The problem seems to be in
src/metaflac/operations_shorthand_vorbiscomment.c
in the set_vc_field() function.
It does check whether utf conversion is required,
/* move 'data' into 'converted', converting to UTF-8 if necessary */
if(raw) {
converted = data;
}
}
but later checks that FLAC__format_vorbiscomment_entry_is_legal()
whether or not we are utf converting; and this function, defined
in ./src/libFLAC/format.c, ultimately calls for utf8len_(s) no matter what.
So my LATIN2 text fails to be legal, because it's not legal UTF
-- which, indeed, it isn't.
https://xiph.org/flac/format.html#metadata_block_vorbis_comment
http://www.xiph.org/vorbis/doc/v-comment.html
Note that a VorbisComment is defined as
being UTF-8, although metaflac --no-utf8-convert
doesn't seem to be behaving as advertised.
Reading the above links, the Vorbis Comment is defined to be UTF8.
What is the purpose of --no-utf8-convert in setting tags then?
To specifically ask for invalid files?

Maybe I am misunderstanding the meaning of --no-utf8-convert.
Perhaps the current behaviour is intended, and --no-utf8-convert
just means "don't bother converting, it is already UTF8".
Which my example isn't, and metaflac rightfully complains.

Can anybody please shed some light on this?
Post by Jan Stary
Finally, Jan might have more luck taking his
problem with metatflac over to the flac-dev list.
http://sourceforge.net/p/flac/bugs/
Yes, I will move this to flac-dev and file a proper bug report
once I am sure it is a bug, and it's the bug I think it is.

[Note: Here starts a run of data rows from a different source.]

use core_proc_macros::SeaOrmResource;
use sea_orm::entity::prelude::*;

#[derive(Clone, Debug, PartialEq, Eq, DeriveEntityModel, SeaOrmResource)]
#[sea_orm(table_name = "categories")]
pub struct Model {
    #[sea_orm(primary_key)]
    pub id: i32,
    pub name: String,
}

#[derive(Copy, Clone, Debug, EnumIter, DeriveRelation)]
pub enum Relation {
    #[sea_orm(has_many = "super::product::Entity")]
    Product,
}

impl Related<super::product::Entity> for Entity {
    fn to() -> RelationDef {
        Relation::Product.def()
    }
}

impl ActiveModelBehavior for ActiveModel {}

impl From<Model> for crate::models::Category {
    fn from(model: Model) -> Self {
        Self {
            id: model.id,
            name: model.name,
        }
    }
}
//! JSON body extractor that runs `validator` rules before the handler.

use crate::errors::AppError;
use axum::extract::{FromRequest, Json, Request};
use serde::de::DeserializeOwned;
use validator::Validate;

/// JSON extractor with validation.
///
/// Body rejections (bad JSON, wrong types, missing content type) become a 400
/// `JSON_EXTRACTION` error; rule violations become a 400 `VALIDATION_ERROR`
/// with per-field details.
///
/// ```ignore
/// #[derive(Deserialize, Validate)]
/// struct TagPayload {
///     #[validate(required, length(min = 1, max = 255))]
///     name: Option<String>,
/// }
///
/// async fn create_tag(ValidatedJson(payload): ValidatedJson<TagPayload>) -> StatusCode {
///     StatusCode::CREATED
/// }
/// ```
pub struct ValidatedJson<T>(pub T);

impl<T, S> FromRequest<S> for ValidatedJson<T>
where
    T: DeserializeOwned + Validate,
    S: Send + Sync,
{
    type Rejection = AppError;

    async fn from_request(req: Request, state: &S) -> Result<Self, Self::Rejection> {
        let Json(data) = Json::<T>::from_request(req, state).await?;
        data.validate()?;
        Ok(ValidatedJson(data))
    }
}

#[cfg(test)]
mod tests {
    use super::*;
    use axum::{
        Router,
        body::Body,
        http::{Request, StatusCode, header},
        routing::post,
    };
    use http_body_util::BodyExt;
    use serde::Deserialize;
    use serde_json::Value;
    use tower::ServiceExt;

    #[derive(Deserialize, Validate)]
    struct TagPayload {
        #[validate(required, length(min = 1, max = 255))]
        name: Option<String>,
    }

    async fn post_json(body: &'static str) -> (StatusCode, Value) {
        let app = Router::new().route(
            "/tags",
            post(|ValidatedJson(p): ValidatedJson<TagPayload>| async move {
                p.name.unwrap_or_default()
            }),
        );

        let response = app
            .oneshot(
                Request::builder()
                    .method("POST")
                    .uri("/tags")
                    .header(header::CONTENT_TYPE, "application/json")
                    .body(Body::from(body))
                    .unwrap(),
            )
            .await
            .unwrap();

        let status = response.status();
        let bytes = response.into_body().collect().await.unwrap().to_bytes();
        let json = serde_json::from_slice(&bytes).unwrap_or(Value::Null);
        (status, json)
    }

    #[tokio::test]
    async fn test_valid_payload_passes() {
        let (status, _) = post_json(r#"{"name": "organic"}"#).await;
        assert_eq!(status, StatusCode::OK);
    }

    #[tokio::test]
    async fn test_missing_field_is_field_error() {
        let (status, body) = post_json("{}").await;
        assert_eq!(status, StatusCode::BAD_REQUEST);
        assert_eq!(body["error"], "VALIDATION_ERROR");
        assert_eq!(body["details"]["name"][0]["code"], "required");
    }

    #[tokio::test]
    async fn test_empty_name_is_field_error() {
        let (status, body) = post_json(r#"{"name": ""}"#).await;
        assert_eq!(status, StatusCode::BAD_REQUEST);
        assert_eq!(body["details"]["name"][0]["code"], "length");
    }

    #[tokio::test]
    async fn test_malformed_json_is_bad_request() {
        let (status, body) = post_json(r#"{"name": "#).await;
        assert_eq!(status, StatusCode::BAD_REQUEST);
        assert_eq!(body["error"], "JSON_EXTRACTION");
    }

    #[tokio::test]
    async fn test_wrong_type_is_bad_request() {
        let (status, body) = post_json(r#"{"name": 12}"#).await;
        assert_eq!(status, StatusCode::BAD_REQUEST);
        assert_eq!(body["error"], "JSON_EXTRACTION");
    }
}
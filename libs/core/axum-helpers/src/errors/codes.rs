//! Stable error codes carried by every error response.
//!
//! Each code has a SCREAMING_SNAKE_CASE identifier for clients, an integer
//! for logs and dashboards, and a default message.
//!
//! ```rust
//! use axum_helpers::errors::ErrorCode;
//!
//! let code = ErrorCode::ValidationError;
//! assert_eq!(code.as_str(), "VALIDATION_ERROR");
//! assert_eq!(code.code(), 1001);
//! assert_eq!(code.default_message(), "Request validation failed");
//! ```

use serde::{Deserialize, Serialize};
use utoipa::ToSchema;

#[derive(Debug, Clone, Copy, PartialEq, Eq, Hash, Serialize, Deserialize, ToSchema)]
#[serde(rename_all = "SCREAMING_SNAKE_CASE")]
pub enum ErrorCode {
    // Client errors (1000-1999)
    /// A payload field is missing, malformed or references a missing record
    ValidationError,

    /// Path id is not an integer
    InvalidId,

    /// Request body is not valid JSON for the target type
    JsonExtraction,

    NotFound,

    /// The request contradicts the current state, e.g. deleting a referenced row
    Conflict,

    BadRequest,

    // Server errors
    InternalError,
}

impl ErrorCode {
    pub fn as_str(&self) -> &'static str {
        match self {
            Self::ValidationError => "VALIDATION_ERROR",
            Self::InvalidId => "INVALID_ID",
            Self::JsonExtraction => "JSON_EXTRACTION",
            Self::NotFound => "NOT_FOUND",
            Self::Conflict => "CONFLICT",
            Self::BadRequest => "BAD_REQUEST",
            Self::InternalError => "INTERNAL_ERROR",
        }
    }

    /// Integer code used in structured logs.
    ///
    /// - 1000-1999: client errors
    /// - 5000-5999: server errors
    pub fn code(&self) -> i32 {
        match self {
            Self::ValidationError => 1001,
            Self::InvalidId => 1002,
            Self::JsonExtraction => 1003,
            Self::NotFound => 1004,
            Self::Conflict => 1008,
            Self::BadRequest => 1010,

            Self::InternalError => 5001,
        }
    }

    pub fn default_message(&self) -> &'static str {
        match self {
            Self::ValidationError => "Request validation failed",
            Self::InvalidId => "Invalid id format",
            Self::JsonExtraction => "Failed to parse request body",
            Self::NotFound => "Resource not found",
            Self::Conflict => "Request conflicts with existing data",
            Self::BadRequest => "Bad request",
            Self::InternalError => "An internal server error occurred",
        }
    }
}

impl std::fmt::Display for ErrorCode {
    fn fmt(&self, f: &mut std::fmt::Formatter<'_>) -> std::fmt::Result {
        f.write_str(self.as_str())
    }
}

#[cfg(test)]
mod tests {
    use super::*;

    #[test]
    fn test_error_code_string_representation() {
        assert_eq!(ErrorCode::InvalidId.as_str(), "INVALID_ID");
        assert_eq!(ErrorCode::NotFound.as_str(), "NOT_FOUND");
        assert_eq!(ErrorCode::Conflict.to_string(), "CONFLICT");
    }

    #[test]
    fn test_error_code_integer_codes() {
        assert_eq!(ErrorCode::ValidationError.code(), 1001);
        assert_eq!(ErrorCode::NotFound.code(), 1004);
        assert_eq!(ErrorCode::InternalError.code(), 5001);
    }

    #[test]
    fn test_serde_matches_as_str() {
        for code in [
            ErrorCode::ValidationError,
            ErrorCode::InvalidId,
            ErrorCode::JsonExtraction,
            ErrorCode::InternalError,
        ] {
            let json = serde_json::to_string(&code).unwrap();
            assert_eq!(json, format!("\"{}\"", code.as_str()));
            assert_eq!(serde_json::from_str::<ErrorCode>(&json).unwrap(), code);
        }
    }
}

BTW, the other Xiph projects track their issues at https://trac.xiph.org/
- is it intentional that FLAC uses the sourceforge bug tracker?
Is there any relation between the two?

Jan
Jan Stary
2014-12-07 11:30:06 UTC
Permalink
Not sure it this is related, but the UTF conversion from and to
my local charset does not work for me either (the --no-utf8-convert
option is not involved in this).

$ export LC_ALL=ISO8859-2
$ metaflac --remove-all-tags file.flac
$ metaflac --set-tag="TITLE=Žoužlička" file.flac
$ metaflac --list --block-number=2 file.flac
METADATA block #2
type: 4 (VORBIS_COMMENT)
is last: false
length: 59
vendor string: reference libFLAC 1.3.0 20130526
comments: 1
comment[0]: TITLE=#ou#li#ka
$ metaflac --export-tags-to=- file.flac
TITLE=#ou#li#ka

Here is how I understand this: metaflac understood the characters
in --set-tag="TITLE=Žoužlička", because it knows my local charset
is ISO8859-2; metaflac converted that string into UTF8 and stored it
in the Vorbis comment; that's what --list shows me.

But when I --export the tags, metaflac does _not_ convert
the UTF8 comment back to my ISO8859-2 charset.

Jan
Brian Willoughby
2014-12-07 18:29:06 UTC
Permalink
Post by Jan Stary
Maybe I am misunderstanding the meaning of --no-utf8-convert.
Perhaps the current behaviour is intended, and --no-utf8-convert
just means "don't bother converting, it is already UTF8".
That's exactly what I assume it means. I think that's the only thing it could mean.

Brian Willoughby
Jan Stary
2014-12-07 19:09:20 UTC
Permalink
Post by Brian Willoughby
Post by Jan Stary
Maybe I am misunderstanding the meaning of --no-utf8-convert.
Perhaps the current behaviour is intended, and --no-utf8-convert
just means "don't bother converting, it is already UTF8".
That's exactly what I assume it means.
I think that's the only thing it could mean.
"Do not convert tags from UTF-8 to local charset, or vice versa."

I think it is prefectly legit to understand this as
"save my comments exactly how I gave them".